Como não acreditar em tudo
isso?! Como achar que nós e tudo o que nos rodeia somos meros frutos
do acaso?! Se formos, então o “acaso” é uma das tantas
designações para a divindade. Pois não importa o nome que Lhe
dermos – se Jeová, Alá ou Tupã, ou outro qualquer que nos venha
à cabeça. Importa o conceito. Importa que Ele existe, é eterno,
onipotente, onisciente e onipresente, entre outras coisas.
A fé, porém, ao contrário
do que os tolos apregoam, não é cega. É fundamentada numa
convicção indestrutível, como a do trapezista, que confia, sem
vacilar, no parceiro. Tem bases sólidas, inabaláveis e
irremovíveis, tendo por matéria-prima a lógica. Prende-se muito
mais à intuição, que é poderosa, do que à comprovação, que é
frágil, e ao conhecimento humano, escassíssimo (e o homem, tolo, se
julga tão sábio!).
O poeta libanês, Gibran
Khalil Gibran, numa feliz metáfora, compara o coração (encarado,
também metaforicamente, como a sede do entendimento e dos
sentimentos), a um vasto e desolado deserto. Por ele viaja, exausta e
meio perdida, a “caravana do conhecimento”, em busca de um oásis,
para refazer as forças e poder completar a travessia. E este, no
entender do escritor, é a fé. E não é?! Há maior refrigério
para os aflitos e desesperados do que este? Claro que não! Os poetas
(sempre os poetas...) com seu jeito aparentemente irracional, são
capazes de explicar, como quem não quer nada, conceitos que os
doutos filósofos, os arrogantes sábios e os cientistas de todas as
ciências se mostram incapazes.
Quanto à fé, são
incontáveis, por exemplo, os casos de pessoas que, com doenças
incuráveis, desenganadas pela Medicina, se recusaram, no íntimo, a
aceitar esse veredicto. Acreditaram na cura, sem nutrirem a mais leve
dúvida e, para o espanto (diria, estupefação) dos médicos (que
jamais encontraram explicações racionais para essas súbitas
reversões de expectativas, contrárias à natureza e a tudo o que
aprenderam), tiveram a saúde restabelecida e viveram, anos e mais
anos, saudáveis e produtivas, após esse dramático episódio.
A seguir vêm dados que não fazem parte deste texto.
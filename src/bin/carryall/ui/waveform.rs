//! Oscilloscope of the mixed output

use ratatui::{
    layout::Rect,
    style::{Color, Style},
    symbols,
    widgets::{Axis, Block, Borders, Chart, Dataset, GraphType},
    Frame,
};

pub fn render_waveform(frame: &mut Frame, area: Rect, audio_buffer: &[f32]) {
    let peak = audio_buffer.iter().fold(0.0f32, |acc, &x| acc.max(x.abs()));
    let block = Block::default()
        .title(format!(" Output  peak {peak:.2} "))
        .borders(Borders::ALL);

    let len = audio_buffer.len().max(1) as f64;
    let data: Vec<(f64, f64)> = audio_buffer
        .iter()
        .enumerate()
        .map(|(i, &sample)| (i as f64 / len, f64::from(sample)))
        .collect();

    let dataset = Dataset::default()
        .marker(symbols::Marker::Braille)
        .graph_type(GraphType::Line)
        .style(Style::default().fg(Color::Cyan))
        .data(&data);

    // The mix rarely gets near full scale; zoom on quiet signals.
    let range = f64::from(peak).clamp(0.05, 1.0);
    let chart = Chart::new(vec![dataset])
        .block(block)
        .x_axis(
            Axis::default()
                .bounds([0.0, 1.0])
                .style(Style::default().fg(Color::DarkGray)),
        )
        .y_axis(
            Axis::default()
                .bounds([-range, range])
                .style(Style::default().fg(Color::DarkGray)),
        );

    frame.render_widget(chart, area);
}
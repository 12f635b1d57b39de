//! Terminal display: flight telemetry, controller indicators and the mixed
//! audio output.

mod spectrum;
mod telemetry;
mod waveform;

use carryall::controller::{CHAN_LEFT, CHAN_RIGHT, KEY_PLAY, KEY_SYNC};
use carryall::io::MidiEvent;
use carryall::vehicle::Carryall;
use ratatui::{
    layout::{Constraint, Direction, Layout},
    style::{Color, Style},
    widgets::Paragraph,
    Frame,
};
use rtrb::Consumer;

use spectrum::{render_spectrum, SpectrumAnalyzer};
use telemetry::render_telemetry;
use waveform::render_waveform;

/// Audio visualization buffer size
const VIS_BUFFER_SIZE: usize = 1024;

/// Controller indicator state as last sent.
#[derive(Debug, Clone, Copy, Default)]
pub struct Indicators {
    pub stress: bool,
    pub spin_up: bool,
}

impl Indicators {
    pub fn apply(&mut self, events: &[MidiEvent]) {
        for event in events {
            let (channel, key, on) = match *event {
                MidiEvent::NoteOn { channel, key, .. } => (channel, key, true),
                MidiEvent::NoteOff { channel, key, .. } => (channel, key, false),
                _ => continue,
            };
            match (channel, key) {
                (CHAN_RIGHT, KEY_SYNC) => self.stress = on,
                (CHAN_LEFT, KEY_PLAY) => self.spin_up = on,
                _ => {}
            }
        }
    }
}

pub struct Ui {
    audio_rx: Consumer<f32>,
    audio_buffer: Vec<f32>,
    spectrum: SpectrumAnalyzer,
}

impl Ui {
    pub fn new(audio_rx: Consumer<f32>, sample_rate: f32) -> Self {
        Self {
            audio_rx,
            audio_buffer: vec![0.0; VIS_BUFFER_SIZE],
            spectrum: SpectrumAnalyzer::new(VIS_BUFFER_SIZE, sample_rate),
        }
    }

    /// Pull tapped samples, keeping the last `VIS_BUFFER_SIZE`.
    fn poll_audio(&mut self) {
        let mut received = false;
        while let Ok(sample) = self.audio_rx.pop() {
            self.audio_buffer.push(sample);
            received = true;
        }
        if self.audio_buffer.len() > VIS_BUFFER_SIZE {
            let excess = self.audio_buffer.len() - VIS_BUFFER_SIZE;
            self.audio_buffer.drain(0..excess);
        }
        if received {
            self.spectrum.update(&self.audio_buffer);
        }
    }

    pub fn render(
        &mut self,
        frame: &mut Frame,
        vehicle: &Carryall,
        indicators: &Indicators,
        hold: bool,
    ) {
        self.poll_audio();

        let chunks = Layout::default()
            .direction(Direction::Vertical)
            .constraints([
                Constraint::Length(10), // Telemetry
                Constraint::Min(6),     // Waveform
                Constraint::Length(10), // Spectrum
                Constraint::Length(1),  // Help bar
            ])
            .split(frame.area());

        render_telemetry(frame, chunks[0], vehicle, indicators, hold);
        render_waveform(frame, chunks[1], &self.audio_buffer);
        render_spectrum(frame, chunks[2], self.spectrum.data());

        let help = Paragraph::new(
            " [Space] Hold  [Y] Sync  [A/D J/L] Jogs  [W/S I/K U/O] Faders  [Arrows] Nudge  [Q] Quit",
        )
        .style(Style::default().fg(Color::DarkGray));
        frame.render_widget(help, chunks[3]);
    }
}
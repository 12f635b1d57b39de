//! Benchmarks for the mixing engine with the vehicle's channel set.

mod mix;

pub use mix::bench_mix;
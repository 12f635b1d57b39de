use std::sync::Arc;

use crate::error::{Error, Result};
use crate::sid::Source;

/// Pre-decoded mono sample buffer.
///
/// Decoding compressed formats happens elsewhere, ahead of time; the engine
/// only ever sees finished `f32` samples at the clip's own sample rate.
#[derive(Debug, Clone)]
pub struct DecodedClip {
    samples: Arc<[f32]>,
    sample_rate: f32,
}

impl DecodedClip {
    pub fn from_samples(samples: Vec<f32>, sample_rate: f32) -> Result<Self> {
        if !(sample_rate.is_finite() && sample_rate > 0.0) {
            return Err(Error::InvalidClip(format!("sample rate {sample_rate}")));
        }
        Ok(Self {
            samples: samples.into(),
            sample_rate,
        })
    }

    /// Downmix interleaved frames to mono.
    pub fn from_interleaved(samples: &[f32], channels: usize, sample_rate: f32) -> Result<Self> {
        if channels == 0 {
            return Err(Error::InvalidClip("zero channels".to_string()));
        }
        let mono = samples
            .chunks_exact(channels)
            .map(|frame| frame.iter().sum::<f32>() / channels as f32)
            .collect();
        Self::from_samples(mono, sample_rate)
    }

    pub fn len(&self) -> usize {
        self.samples.len()
    }

    pub fn is_empty(&self) -> bool {
        self.samples.is_empty()
    }

    pub fn sample_rate(&self) -> f32 {
        self.sample_rate
    }

    pub fn duration_secs(&self) -> f32 {
        self.samples.len() as f32 / self.sample_rate
    }
}

/// Streams a [`DecodedClip`], looping or one-shot.
///
/// The read cursor advances by `clip_rate / output_rate` per output sample
/// and reads with linear interpolation, so clips play at their natural pitch
/// regardless of the device rate. A one-shot clip goes silent at its end and
/// stays silent until rewound.
pub struct ClipPlayer {
    clip: DecodedClip,
    looping: bool,
    cursor: f64,
    finished: bool,
}

impl ClipPlayer {
    pub fn new(clip: DecodedClip, looping: bool) -> Self {
        let finished = clip.is_empty();
        Self {
            clip,
            looping,
            cursor: 0.0,
            finished,
        }
    }

    pub fn looping(clip: DecodedClip) -> Self {
        Self::new(clip, true)
    }

    pub fn one_shot(clip: DecodedClip) -> Self {
        Self::new(clip, false)
    }

    pub fn is_looping(&self) -> bool {
        self.looping
    }

    /// Current read position in clip samples.
    pub fn position(&self) -> f64 {
        self.cursor
    }

    /// Jump to `seconds` into the clip.
    pub fn seek(&mut self, seconds: f32) {
        let len = self.clip.len() as f64;
        let target = (seconds.max(0.0) * self.clip.sample_rate) as f64;
        if self.looping && len > 0.0 {
            self.cursor = target % len;
            self.finished = false;
        } else {
            self.cursor = target.min(len);
            self.finished = target >= len;
        }
    }

    pub fn rewind(&mut self) {
        self.seek(0.0);
    }

    #[inline]
    fn read(&self) -> f32 {
        let len = self.clip.len();
        let index = self.cursor as usize;
        let frac = (self.cursor - index as f64) as f32;

        let a = self.clip.samples[index.min(len - 1)];
        let b = match index + 1 {
            next if next < len => self.clip.samples[next],
            _ if self.looping => self.clip.samples[0],
            _ => 0.0,
        };
        a + (b - a) * frac
    }
}

impl Source for ClipPlayer {
    fn generate(&mut self, volume: f32, sample_rate: f32) -> f32 {
        if self.finished {
            return 0.0;
        }

        let sample = self.read() * volume;

        let len = self.clip.len() as f64;
        self.cursor += (self.clip.sample_rate / sample_rate) as f64;
        if self.cursor >= len {
            if self.looping {
                self.cursor %= len;
            } else {
                self.cursor = len;
                self.finished = true;
            }
        }

        sample
    }

    fn is_finished(&self) -> bool {
        self.finished
    }
}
Por que? Porque acreditaram,
sem a mínima vacilação, de coração, corpo (literalmente, em cada
célula do seu organismo) e alma que isso iria acontecer. Foram
trapezistas que se projetaram no vazio, na certeza de que seriam
“aparados” no ar pelo parceiro. E, de fato, foram. Fé... É uma
palavrinha tão pequena, de duas letras somente, e com tamanho poder!
Como explicar? E precisa de explicações?!